How to Implement ProxySQL with AWS Aurora
In this post, we'll look at how to implement ProxySQL with AWS Aurora. Recently, there have been a few discussions and customer requests that focused on AWS Aurora and how to make the various architectures and solutions more flexible. Flexible how, you may ask? Well, there are the usual expectations:
- How do you improve resource utilization?
- How I can filter (or block) things?
- Can I shard with Aurora?
- What is the best way to implement query caching?
- … and more.
The inclusion of ProxySQL solves many of the points above. We in Consulting design the solutions for our customers by applying the different functionalities to better match customers needs. Whenever we deal with Aurora, we've had to exclude ProxySQL because of some limitations in the software. Now however, ProxySQL 2.0 supports Aurora, and it does it amazingly. This article will show you how to implement ProxySQL with AWS Aurora. The the next article Leveraging AWS Aurora performance will show you WHY.
The Problem
ProxySQL has two different ways to deal with backend servers. One is using replication mechanisms, like standard Async replication and Group Replication. The other is to use the scheduler, as in the case of Percona XtraDB Cluster, MariaDB Cluster, etc. While we can use the scheduler as a solution for Aurora, it is not as immediate and well-integrated as the embedded support for replication, given that we normally opted not to use it in this specific case (Aurora). But what WAS the problem with Aurora? An Aurora cluster bases its definition of Writer vs. Readers using the innodb_read_only variable. So, where is the problem? Well actually no problem at all, just that ProxySQL up to version 2 for replication only supported the generic variable READ_ONLY. As such, it was not able to correctly identify the Writer/Readers set.
The Solution
In October 2017, this issue was opened (https://github.com/sysown/proxysql/issues/1195 )and the result was, as usual, a quite simple and flexible solution.

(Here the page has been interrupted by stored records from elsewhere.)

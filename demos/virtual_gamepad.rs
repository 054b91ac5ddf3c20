use std::rc::Rc;
use std::time::Duration;

use stickflow::devices::{gamepad, VirtualGamepad};
use stickflow::{
    composite, shortcut, Context, InputEvent, InputSource, InputSourceExt, LogObserver,
};

fn main() -> stickflow::Result<()> {
    env_logger::init();

    let context = Context::new()?;
    let pad = VirtualGamepad::attach(&context, 1, "Demo Virtual Gamepad")?;

    let _jump = gamepad::BUTTON_SOUTH
        .pressed()
        .subscribe_fn(&context, |event: &InputEvent| println!("(Virtual) jump {event}"))?;
    let _charge = gamepad::BUTTON_WEST
        .held(Duration::from_millis(30))
        .subscribe_fn(&context, |event: &InputEvent| println!("(Virtual) charged {event}"))?;
    let _menu = shortcut([gamepad::SELECT, gamepad::START])
        .pressed()
        .subscribe_fn(&context, |event: &InputEvent| println!("(Virtual) menu {event}"))?;
    let _strafe = composite(gamepad::DPAD_LEFT, gamepad::DPAD_RIGHT)
        .subscribe(&context, Rc::new(LogObserver::new("strafe")))?;
    let _throttle = gamepad::RIGHT_TRIGGER
        .low_pass_filter()
        .subscribe_fn(&context, |value: &f32| println!("(Virtual) throttle = {value:.3}"))?;

    // Inject some sample input, one frame at a time
    pad.press_button(gamepad::BUTTON_SOUTH);
    pad.press_button(gamepad::BUTTON_WEST);
    pad.set_axis(gamepad::RIGHT_TRIGGER, 0.75);
    context.update();

    pad.press_button(gamepad::SELECT);
    pad.press_button(gamepad::DPAD_RIGHT);
    pad.set_axis(gamepad::RIGHT_TRIGGER, 1.0);
    context.update();

    pad.press_button(gamepad::START);
    pad.release_button(gamepad::BUTTON_SOUTH);
    std::thread::sleep(Duration::from_millis(40));
    context.update();

    Ok(())
}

“Brainstorming, a possible solution could be to add another column in mysql_replication_hostgroups to specify what needs to be checked, either read_only or innodb_read_only, or even super_read_only”
This lead to the ProxySQL team delivering (“commit fe2f16d6df15252f0107a6a224dad7b1efdb13f6”):
Added support for innodb_read_only and super_read_only
MYHGM_MYSQL_REPLICATION_HOSTGROUPS "CREATE TABLE mysql_replication_hostgroups (writer_hostgroup INT CHECK (writer_hostgroup>=0) NOT NULL PRIMARY KEY , reader_hostgroup INT NOT NULL CHECK (reader_hostgroup<>writer_hostgroup AND reader_hostgroup>=0) , check_type VARCHAR CHECK (LOWER(check_type) IN ('read_only','innodb_read_only','super_read_only')) NOT NULL DEFAULT 'read_only' , comment VARCHAR NOT NULL DEFAULT '' , UNIQUE (reader_hostgroup))"
Which in short means they added a new column to the mysql_replication_hostgroup table. ProxySQL continues to behave exactly the same and manages the servers and the replication groups as usual. No need for scripts or other crazy stuff.
Implementation
Here we are, the HOW TO part. The first thing to keep in mind is that when you implement a new Aurora cluster, you should always consider having at least two instances in the same AZ and another instance in a remote AZ. To implement ProxySQL, you should refer directly to
the instances, NOT to the cluster entry-point. To be clear, you must take this for each instance:
The information is available in the web-admin interface, under the instance or using the command:
aws rds describe-db-instances
And filter the result for:
"Endpoint": { "Port": 3306, "Address": "proxysqltestdb.c7wzm8xxmrze.eu-central-1.rds.amazonaws.com" },
To run ProxySQL with RDS in general, you need to install it on an intermediate server or on the application box. Once you decide which one fits your setup better, you must download or git clone ProxySQL v2.0+. DO NOT use v1.4.x, as it does not contain these new features and will not work as expected. Once you have all the Aurora instances up, it is time to configure ProxySQL.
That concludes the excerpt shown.